It was uncertain by the end of this panel if linguists and computational scientists could find meaningful common ground. As conference organizer Michael Coen initially stated, “The issues we’re discussing are as religious to people as the Red Sox.” The two disciplines view their shared territory in distinctive ways, leading, in this panel and subsequent discussion, to some friction.

Moderator Charles Yang sums up the preceding talks, describing how presenters explored such issues as whether statistical models could adequately capture psychological and linguistic complexity, and whether the learning models fit the developmental data. He cites continued conundrums, such as “How does a child do something that is so apparently in contradiction with what’s in the data,” which he would like to see addressed in discussions of statistical learning of syntax.

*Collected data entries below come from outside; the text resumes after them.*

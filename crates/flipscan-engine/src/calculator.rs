//! Opportunity calculator: one source product paired with one marketplace
//! listing, priced through the cost model.

use flipscan_core::{FeeSchedule, FulfillmentMethod, MarketplaceProduct, SourceProduct};
use serde::Serialize;

use crate::costs::{compute_costs, CostBreakdown, CostInputs};
use crate::error::EngineError;

/// A priced buy-here, sell-there pairing.
///
/// Fields are read-only; a changed price means calculating a new
/// `Opportunity`.
#[derive(Debug, Clone, PartialEq, Serialize)]
pub struct Opportunity {
    id: String,
    source: SourceProduct,
    marketplace: MarketplaceProduct,
    method: FulfillmentMethod,
    costs: CostBreakdown,
    profit: f64,
    roi: Option<f64>,
}

impl Opportunity {
    /// Deterministic key `store:source_id:marketplace_id:method`.
    #[must_use]
    pub fn id(&self) -> &str {
        &self.id
    }

    #[must_use]
    pub fn source(&self) -> &SourceProduct {
        &self.source
    }

    #[must_use]
    pub fn marketplace(&self) -> &MarketplaceProduct {
        &self.marketplace
    }

    #[must_use]
    pub fn method(&self) -> FulfillmentMethod {
        self.method
    }

    #[must_use]
    pub fn costs(&self) -> &CostBreakdown {
        &self.costs
    }

    /// Marketplace price minus total cost.
    #[must_use]
    pub fn profit(&self) -> f64 {
        self.profit
    }

    /// Return on the buy price, in percent. `None` when the item was free.
    #[must_use]
    pub fn roi(&self) -> Option<f64> {
        self.roi
    }

    /// ROI rounded to one decimal place for display.
    #[must_use]
    pub fn roi_display(&self) -> Option<f64> {
        self.roi.map(|r| (r * 10.0).round() / 10.0)
    }

    #[must_use]
    pub fn is_profitable(&self) -> bool {
        self.profit > 0.0
    }

    /// Price the listing sells at. Always positive.
    #[must_use]
    pub fn sell_price(&self) -> f64 {
        self.marketplace.price.unwrap_or_default()
    }

    /// Category used for fee lookup: the retailer's, else the listing's.
    #[must_use]
    pub fn category(&self) -> Option<&str> {
        self.source
            .category
            .as_deref()
            .or(self.marketplace.category.as_deref())
    }
}

/// Price `source` against `marketplace` under `method`.
///
/// # Errors
///
/// - [`EngineError::IncompatibleProducts`] if the listing has no positive
///   price or the source price is missing or negative.
/// - [`EngineError::InvalidInput`] for a bad weight or dimension.
/// - [`EngineError::Configuration`] if the schedule cannot price the item.
pub fn calculate_opportunity(
    schedule: &FeeSchedule,
    source: &SourceProduct,
    marketplace: &MarketplaceProduct,
    method: FulfillmentMethod,
) -> Result<Opportunity, EngineError> {
    let incompatible = |reason: String| EngineError::IncompatibleProducts {
        source_id: source.id.clone(),
        marketplace_id: marketplace.id.clone(),
        reason,
    };

    let sell_price = match marketplace.price {
        Some(p) if p.is_finite() && p > 0.0 => p,
        Some(p) => return Err(incompatible(format!("marketplace price {p} is not positive"))),
        None => return Err(incompatible("marketplace price is missing".to_string())),
    };
    let buy_price = match source.price {
        Some(p) if p.is_finite() && p >= 0.0 => p,
        Some(p) => return Err(incompatible(format!("source price {p} is negative"))),
        None => return Err(incompatible("source price is missing".to_string())),
    };

    let category = source
        .category
        .as_deref()
        .or(marketplace.category.as_deref());

    let costs = compute_costs(
        schedule,
        &CostInputs {
            buy_price,
            sell_price,
            category,
            weight_lb: source.weight_lb,
            dimensions: source.dimensions,
            method,
        },
    )?;

    let profit = sell_price - (buy_price + costs.fees_total());
    let roi = (buy_price > 0.0).then(|| profit / buy_price * 100.0);

    Ok(Opportunity {
        id: opportunity_id(source, marketplace, method),
        source: source.clone(),
        marketplace: marketplace.clone(),
        method,
        costs,
        profit,
        roi,
    })
}

fn opportunity_id(
    source: &SourceProduct,
    marketplace: &MarketplaceProduct,
    method: FulfillmentMethod,
) -> String {
    format!(
        "{}:{}:{}:{}",
        source.store,
        source.id,
        marketplace.id,
        method.code()
    )
}
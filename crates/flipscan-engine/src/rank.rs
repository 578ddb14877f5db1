//! Ranking and aggregate summaries of opportunities.

use std::cmp::Ordering;
use std::collections::BTreeMap;
use std::str::FromStr;

use serde::{Deserialize, Serialize};

use crate::calculator::Opportunity;
use crate::error::EngineError;

/// Sort key for [`rank`].
#[derive(Debug, Clone, Copy, PartialEq, Eq, Serialize, Deserialize)]
#[serde(rename_all = "lowercase")]
pub enum RankKey {
    Profit,
    Roi,
}

impl FromStr for RankKey {
    type Err = EngineError;

    fn from_str(s: &str) -> Result<Self, Self::Err> {
        match s.trim().to_ascii_lowercase().as_str() {
            "profit" => Ok(RankKey::Profit),
            "roi" => Ok(RankKey::Roi),
            other => Err(EngineError::InvalidInput {
                field: "sort",
                reason: format!("expected profit or roi, got '{other}'"),
            }),
        }
    }
}

/// Sort `opportunities` best-first by `key` and keep the first `top_n`.
///
/// The sort is stable. Ties fall back to profit descending, then id
/// ascending, so the output is fully determined by the input set. Under
/// [`RankKey::Roi`], opportunities without an ROI come last.
#[must_use]
pub fn rank(
    mut opportunities: Vec<Opportunity>,
    key: RankKey,
    top_n: Option<usize>,
) -> Vec<Opportunity> {
    opportunities.sort_by(|a, b| compare(a, b, key));
    if let Some(n) = top_n {
        opportunities.truncate(n);
    }
    opportunities
}

fn compare(a: &Opportunity, b: &Opportunity, key: RankKey) -> Ordering {
    let primary = match key {
        RankKey::Profit => Ordering::Equal,
        RankKey::Roi => match (a.roi(), b.roi()) {
            (Some(x), Some(y)) => y.total_cmp(&x),
            (Some(_), None) => Ordering::Less,
            (None, Some(_)) => Ordering::Greater,
            (None, None) => Ordering::Equal,
        },
    };
    primary
        .then_with(|| b.profit().total_cmp(&a.profit()))
        .then_with(|| a.id().cmp(b.id()))
}

/// Count and profit for one retailer.
#[derive(Debug, Clone, Default, PartialEq, Serialize)]
pub struct StoreSummary {
    pub count: usize,
    pub total_profit: f64,
}

/// Aggregates over a set of opportunities.
#[derive(Debug, Clone, Default, PartialEq, Serialize)]
pub struct OpportunitySummary {
    pub count: usize,
    pub total_profit: f64,
    /// `None` for an empty set.
    pub average_profit: Option<f64>,
    /// Mean over opportunities that have an ROI.
    pub average_roi: Option<f64>,
    pub by_store: BTreeMap<String, StoreSummary>,
    /// Keyed by fee category; `"uncategorized"` when neither side has one.
    pub by_category: BTreeMap<String, usize>,
}

/// Summarize `opportunities` in a single pass.
#[must_use]
#[allow(clippy::cast_precision_loss)]
pub fn summarize(opportunities: &[Opportunity]) -> OpportunitySummary {
    let mut summary = OpportunitySummary::default();
    let mut roi_sum = 0.0;
    let mut roi_count = 0_usize;

    for opp in opportunities {
        summary.count += 1;
        summary.total_profit += opp.profit();

        if let Some(roi) = opp.roi() {
            roi_sum += roi;
            roi_count += 1;
        }

        let store = summary
            .by_store
            .entry(opp.source().store.clone())
            .or_default();
        store.count += 1;
        store.total_profit += opp.profit();

        let category = opp.category().unwrap_or("uncategorized").to_string();
        *summary.by_category.entry(category).or_default() += 1;
    }

    if summary.count > 0 {
        summary.average_profit = Some(summary.total_profit / summary.count as f64);
    }
    if roi_count > 0 {
        summary.average_roi = Some(roi_sum / roi_count as f64);
    }
    summary
}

Robert Friedin comments, “What I noticed in the presentations of modelers was that syntactic representations put forward were not syntactic representations that I would accept. There is an assumption in linguistics that language has a particular …syntactic structure and not another. … If you have a theory of grammar that gives you the right set of syntactic representations, you might want to say, let’s take that and now let’s see what else do we need to add to explain other things on the periphery.”

Jean-Roger Vergnaud is “puzzled by the approach” of some models that look at the distribution of data for the purpose of inferring grammar. He says, “I think there is a problem with standard treatments that purport to derive phrase structure or consistent structure just from examining strings.” Norbert Hornstein says, “I was amused that poverty of stimulus here was considered a problem.” Many people in this conference looked at it as a thing to solve, and “in my part of the world, it’s an extremely effective tool, not a problem -- a given, we know it exists.” He said that computationalists “seem to think we’re people who generate phrase structure grammars. …Frankly these are peripheral issues.” He notes that many syntacticians are interested in the nature of the initial state of the language faculty, and suggests it might be useful to ask how current statistical techniques could study this question. William Sakas repeats his request for “discussion about how statistical models might be scaled down to feasibly be embodied in a child.”

Anna Maria Di Sciullo says, “Probabilistic models have been said to be the models of language acquisition. If we look at human possession and acquisition of language, whether words, sentences or text, a human tends to have different behavior with respect to different sorts of structures.” Also, children don’t acquire language instantaneously, and instead go through a set of errors. She seems dubious that a model based on probability would be able to account for the kinds of nuanced patterns found in human language acquisition.

The question and answer period includes some energetic exchanges among panelists and conference participants, including Josh Tenenbaum, Lila Gleitman, Chris Manning, Amy Perfors, and Partha Niyogi.